(1)
Muharrem ayı, içinde meydana gelen mühim olaylar ve hicri takvimin başlangıcı olması sebebiyle Müslümanların hayatında önemli bir yer tutar. Hicretin 16. yılında toplanan İslam şurasında Hz. Ali (r.a) nın teklifi ile, İslam muhacirlerinin Mekke’den Medine’ye göç etmeleri tarih başlangıcı olarak kabul edilmiştir. Hicri takvimin ilk ayı Muharrem ayıdır. Yeni hicri yıl hepimize hayırlı olsun. Bu mübarek ay sevgili Peygamberimizin(as) hadis-i şerifinde “Allah’ın ayı” diye tabir edilmiştir. Aynı ayın 10. gününe ise “aşure günü” denmiştir. Bu mübarek ayla ilgili hadis-i şerifte, peygamberimiz(as) şöyle buyurmuşlardır. “Ramazandan sonra oruçların en faziletlisi, Allah’ın ayı olan Muharrem orucudur. Namazların en faziletlisi, farz namazlardan sonra kılınan gece namazlarıdır.”(1).Rasulullah (AS)’a aşure günü tutulan orucun değeri sorulduğunda; “Geçmiş bir senenin günahlarına kefaret olur.”(2) buyurmuştur.
Tarihte Müslümanları ilgilendiren birçok önemli olayın muharrem ayı içerisinde gerçekleştiğini görürüz.

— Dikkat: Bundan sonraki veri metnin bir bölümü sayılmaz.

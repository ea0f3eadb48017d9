// src/config.rs
//
// Tunable parameters for every stage of the control loop. Loaded from YAML;
// any section or field left out falls back to its default.

use anyhow::{Context, Result};
use serde::{Deserialize, Serialize};
use std::fs;
use std::path::Path;

use crate::error::ControlError;
use crate::pid::DerivativeForm;
use crate::sim::SimConfig;

#[derive(Debug, Clone, Default, Serialize, Deserialize)]
#[serde(default)]
pub struct Config {
    pub estimator: EstimatorConfig,
    pub filter: FilterConfig,
    pub pid: PidConfig,
    pub steering: SteeringConfig,
    pub avoidance: AvoidanceConfig,
    pub probe: ProbeConfig,
    pub speed: SpeedConfig,
    pub manual: ManualConfig,
    pub obstacle: ObstacleConfig,
    pub run: RunConfig,
    pub sim: SimConfig,
    pub logging: LoggingConfig,
}

#[derive(Debug, Clone, Serialize, Deserialize)]
#[serde(default)]
pub struct EstimatorConfig {
    /// Number of rows at the bottom of the frame to scan
    pub scan_rows: usize,
    /// Mean channel value a marking pixel must exceed
    pub brightness_threshold: f32,
    /// Max-minus-min channel spread a marking pixel must stay below
    pub saturation_threshold: f32,
    pub left_weight: f32,
    pub right_weight: f32,
    /// Offset (fraction of frame width) used to infer a missing side
    pub single_side_offset: f32,
}

impl Default for EstimatorConfig {
    fn default() -> Self {
        Self {
            scan_rows: 10,
            brightness_threshold: 0.5,
            saturation_threshold: 0.3,
            left_weight: 0.5,
            right_weight: 0.5,
            single_side_offset: 0.25,
        }
    }
}

#[derive(Debug, Clone, Serialize, Deserialize)]
#[serde(default)]
pub struct FilterConfig {
    /// Moving-average window over lane errors (1 = pass-through)
    pub window: usize,
}

impl Default for FilterConfig {
    fn default() -> Self {
        Self { window: 1 }
    }
}

#[derive(Debug, Clone, Serialize, Deserialize)]
#[serde(default)]
pub struct PidConfig {
    pub kp: f32,
    pub ki: f32,
    pub kd: f32,
    pub output_limit: f32,
    pub integral_limit: f32,
    /// Zero the integral whenever the error changes sign
    pub reset_on_sign_change: bool,
    pub derivative: DerivativeForm,
}

impl Default for PidConfig {
    fn default() -> Self {
        Self {
            kp: 0.25,
            ki: 0.006,
            kd: 2.0,
            output_limit: 1.0,
            integral_limit: 30.0,
            reset_on_sign_change: true,
            derivative: DerivativeForm::PerTick,
        }
    }
}

#[derive(Debug, Clone, Serialize, Deserialize)]
#[serde(default)]
pub struct SteeringConfig {
    pub max_steering_angle_deg: f32,
    /// Exponential smoothing rate (1/s); <= 0 applies targets instantly
    pub smoothing_rate: f32,
    /// Largest normalized steering change per tick, if any
    pub max_step: Option<f32>,
    /// Steering scale reached at `scale_reference_speed` (1.0 disables)
    pub high_speed_scale: f32,
    pub scale_reference_speed: f32,
}

impl Default for SteeringConfig {
    fn default() -> Self {
        Self {
            max_steering_angle_deg: 30.0,
            smoothing_rate: 8.0,
            max_step: None,
            high_speed_scale: 1.0,
            scale_reference_speed: 1.0,
        }
    }
}

#[derive(Debug, Clone, Serialize, Deserialize)]
#[serde(default)]
pub struct AvoidanceConfig {
    /// Seconds spent avoiding once the obstacle clears
    pub avoidance_duration: f32,
    /// Seconds spent blending back to lane following
    pub recovery_duration: f32,
    /// Fraction of the stored correction mirrored during recovery
    pub recovery_factor: f32,
    pub blend_line_start: f32,
    pub blend_obstacle_start: f32,
    /// Normalized steering used when a probe aborts the recovery
    pub hard_correction: f32,
    /// Seconds of recovery guaranteed after a probe abort
    pub min_recovery_time: f32,
}

impl Default for AvoidanceConfig {
    fn default() -> Self {
        Self {
            avoidance_duration: 1.0,
            recovery_duration: 1.5,
            recovery_factor: 0.5,
            blend_line_start: 0.3,
            blend_obstacle_start: 0.7,
            hard_correction: 0.8,
            min_recovery_time: 0.5,
        }
    }
}

#[derive(Debug, Clone, Serialize, Deserialize)]
#[serde(default)]
pub struct ProbeConfig {
    pub enabled: bool,
    pub cone_angle_deg: f32,
    pub max_distance: f32,
    /// A probe hit closer than this aborts the gentle recovery
    pub collision_check_distance: f32,
    pub origin_forward: f32,
}

impl Default for ProbeConfig {
    fn default() -> Self {
        Self {
            enabled: true,
            cone_angle_deg: 20.0,
            max_distance: 15.0,
            collision_check_distance: 4.0,
            origin_forward: 2.0,
        }
    }
}

#[derive(Debug, Clone, Serialize, Deserialize)]
#[serde(default)]
pub struct SpeedConfig {
    pub max_speed: f32,
    /// Propulsion added per autonomous tick while the road is clear
    pub ramp_increment: f32,
    pub avoidance_speed: f32,
    pub recovery_speed: f32,
    pub curve_slowdown: bool,
    pub moderate_turn_error: f32,
    pub moderate_turn_speed: f32,
    pub sharp_turn_error: f32,
    pub sharp_turn_speed: f32,
    /// Brake applied while the lane is lost
    pub line_lost_brake: f32,
}

impl Default for SpeedConfig {
    fn default() -> Self {
        Self {
            max_speed: 0.8,
            ramp_increment: 0.01,
            avoidance_speed: 0.35,
            recovery_speed: 0.5,
            curve_slowdown: false,
            moderate_turn_error: 0.1,
            moderate_turn_speed: 0.6,
            sharp_turn_error: 0.25,
            sharp_turn_speed: 0.4,
            line_lost_brake: 0.0,
        }
    }
}

#[derive(Debug, Clone, Serialize, Deserialize)]
#[serde(default)]
pub struct ManualConfig {
    pub accelerate_per_sec: f32,
    pub decelerate_per_sec: f32,
    pub brake_apply_per_sec: f32,
    pub brake_release_per_sec: f32,
    /// Axis magnitude above which manual input overrides autonomy
    pub override_deadzone: f32,
}

impl Default for ManualConfig {
    fn default() -> Self {
        Self {
            accelerate_per_sec: 0.8,
            decelerate_per_sec: 1.2,
            brake_apply_per_sec: 3.0,
            brake_release_per_sec: 4.0,
            override_deadzone: 0.0,
        }
    }
}

#[derive(Debug, Clone, Serialize, Deserialize)]
#[serde(default)]
pub struct ObstacleConfig {
    /// Correction magnitude suggested by the trigger zone
    pub steer_magnitude: f32,
    /// Lateral offset under which an obstacle counts as dead ahead
    pub center_tolerance: f32,
}

impl Default for ObstacleConfig {
    fn default() -> Self {
        Self {
            steer_magnitude: 0.6,
            center_tolerance: 0.2,
        }
    }
}

#[derive(Debug, Clone, Serialize, Deserialize)]
#[serde(default)]
pub struct RunConfig {
    pub tick_hz: f32,
    pub realtime: bool,
    pub max_ticks: u64,
    /// Hand control back after this many consecutive lost-line ticks
    pub disengage_after_lost_ticks: Option<u32>,
    /// Optional directory of recorded frames to replay
    pub frames_dir: Option<String>,
    pub event_capacity: usize,
}

impl Default for RunConfig {
    fn default() -> Self {
        Self {
            tick_hz: 50.0,
            realtime: false,
            max_ticks: 1500,
            disengage_after_lost_ticks: None,
            frames_dir: None,
            event_capacity: 256,
        }
    }
}

#[derive(Debug, Clone, Serialize, Deserialize)]
#[serde(default)]
pub struct LoggingConfig {
    pub level: String,
}

impl Default for LoggingConfig {
    fn default() -> Self {
        Self {
            level: "lane_pilot=info".to_string(),
        }
    }
}

impl Config {
    pub fn load(path: impl AsRef<Path>) -> Result<Self> {
        let path = path.as_ref();
        let contents = fs::read_to_string(path)
            .with_context(|| format!("Failed to read config {}", path.display()))?;
        let config = Self::from_yaml(&contents)?;
        Ok(config)
    }

    pub fn from_yaml(contents: &str) -> Result<Self> {
        let config: Config = serde_yaml::from_str(contents).map_err(ControlError::from)?;
        config.validate()?;
        Ok(config)
    }

    pub fn tick_seconds(&self) -> f32 {
        1.0 / self.run.tick_hz
    }

    /// Reject values that would make the controller misbehave silently.
    pub fn validate(&self) -> std::result::Result<(), ControlError> {
        let e = &self.estimator;
        if e.scan_rows == 0 {
            return invalid("estimator.scan_rows must be at least 1");
        }
        unit_range("estimator.brightness_threshold", e.brightness_threshold)?;
        unit_range("estimator.saturation_threshold", e.saturation_threshold)?;
        if e.left_weight < 0.0 || e.right_weight < 0.0 || e.left_weight + e.right_weight <= 0.0 {
            return invalid("estimator weights must be non-negative and not both zero");
        }
        unit_range("estimator.single_side_offset", e.single_side_offset)?;

        if self.filter.window == 0 {
            return invalid("filter.window must be at least 1");
        }

        let p = &self.pid;
        if p.output_limit <= 0.0 || p.integral_limit <= 0.0 {
            return invalid("pid limits must be positive");
        }

        let s = &self.steering;
        if s.max_steering_angle_deg <= 0.0 {
            return invalid("steering.max_steering_angle_deg must be positive");
        }
        if let Some(step) = s.max_step {
            if step <= 0.0 {
                return invalid("steering.max_step must be positive when set");
            }
        }
        unit_range("steering.high_speed_scale", s.high_speed_scale)?;
        if s.scale_reference_speed <= 0.0 {
            return invalid("steering.scale_reference_speed must be positive");
        }

        let a = &self.avoidance;
        if a.avoidance_duration <= 0.0 || a.recovery_duration <= 0.0 {
            return invalid("avoidance durations must be positive");
        }
        if a.min_recovery_time < 0.0 {
            return invalid("avoidance.min_recovery_time must not be negative");
        }
        unit_range("avoidance.blend_line_start", a.blend_line_start)?;
        unit_range("avoidance.blend_obstacle_start", a.blend_obstacle_start)?;
        unit_range("avoidance.hard_correction", a.hard_correction)?;

        let pr = &self.probe;
        if pr.max_distance <= 0.0 || pr.collision_check_distance <= 0.0 {
            return invalid("probe distances must be positive");
        }

        let sp = &self.speed;
        for (name, v) in [
            ("speed.max_speed", sp.max_speed),
            ("speed.avoidance_speed", sp.avoidance_speed),
            ("speed.recovery_speed", sp.recovery_speed),
            ("speed.moderate_turn_speed", sp.moderate_turn_speed),
            ("speed.sharp_turn_speed", sp.sharp_turn_speed),
            ("speed.line_lost_brake", sp.line_lost_brake),
        ] {
            unit_range(name, v)?;
        }
        if sp.ramp_increment <= 0.0 {
            return invalid("speed.ramp_increment must be positive");
        }

        let m = &self.manual;
        if m.accelerate_per_sec <= 0.0
            || m.decelerate_per_sec <= 0.0
            || m.brake_apply_per_sec <= 0.0
            || m.brake_release_per_sec <= 0.0
        {
            return invalid("manual ramp rates must be positive");
        }
        unit_range("manual.override_deadzone", m.override_deadzone)?;

        if self.run.tick_hz <= 0.0 {
            return invalid("run.tick_hz must be positive");
        }
        if self.run.event_capacity == 0 {
            return invalid("run.event_capacity must be at least 1");
        }

        Ok(())
    }
}

fn invalid(msg: &str) -> std::result::Result<(), ControlError> {
    Err(ControlError::InvalidConfig(msg.to_string()))
}

fn unit_range(name: &str, value: f32) -> std::result::Result<(), ControlError> {
    if !(0.0..=1.0).contains(&value) {
        return Err(ControlError::InvalidConfig(format!(
            "{} must be within [0, 1], got {}",
            name, value
        )));
    }
    Ok(())
}

#[cfg(test)]
mod tests {
    use super::*;
    use std::io::Write;

    #[test]
    fn test_default_config_is_valid() {
        assert!(Config::default().validate().is_ok());
    }

    #[test]
    fn test_partial_yaml_uses_defaults() {
        let config = Config::from_yaml("pid:\n  kp: 0.4\navoidance:\n  recovery_duration: 2.0\n")
            .unwrap();
        assert_eq!(config.pid.kp, 0.4);
        assert_eq!(config.pid.kd, 2.0);
        assert_eq!(config.avoidance.recovery_duration, 2.0);
        assert_eq!(config.estimator.scan_rows, 10);
    }

    #[test]
    fn test_invalid_values_rejected() {
        let mut config = Config::default();
        config.avoidance.avoidance_duration = 0.0;
        assert!(matches!(
            config.validate(),
            Err(ControlError::InvalidConfig(_))
        ));

        let mut config = Config::default();
        config.estimator.brightness_threshold = 1.5;
        assert!(config.validate().is_err());

        let mut config = Config::default();
        config.estimator.left_weight = 0.0;
        config.estimator.right_weight = 0.0;
        assert!(config.validate().is_err());
    }

    #[test]
    fn test_load_from_file() {
        let mut file = tempfile::NamedTempFile::new().unwrap();
        writeln!(file, "run:\n  tick_hz: 20.0\n  max_ticks: 10").unwrap();
        let config = Config::load(file.path()).unwrap();
        assert_eq!(config.run.max_ticks, 10);
        assert!((config.tick_seconds() - 0.05).abs() < 1e-6);
    }

    #[test]
    fn test_missing_file_is_an_error() {
        assert!(Config::load("/nonexistent/lane-pilot.yaml").is_err());
    }

    #[test]
    fn test_shipped_config_any_input_overrides() {
        let path = Path::new(env!("CARGO_MANIFEST_DIR")).join("config.yaml");
        let config = Config::load(path).unwrap();
        assert!(config.validate().is_ok());
        assert_eq!(config.manual.override_deadzone, 0.0);
        assert_eq!(
            config.manual.override_deadzone,
            ManualConfig::default().override_deadzone
        );
    }
}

Hz. Âdem (as) in cennetten yeryüzüne indirilmesi, Hz. Nuh(as)ın tufandan kurtulması, Hz. Musa ve iman edenlerin Firavun’un zulmünden kurtulması, Hz. İbrahim(as)in Nemrut’un ateşinden kurtulması… gibi mühim olaylar bunlardan bazılarıdır. Müslümanları üzen, yüreklerde derin yaralar açan, o günün siyasi olayları sonucunda sevgili peygamberimiz(as)ın biricik torunu Hz. Hüseyin’in Kerbela’da şehit edilmesi de bu ayda olmuştur.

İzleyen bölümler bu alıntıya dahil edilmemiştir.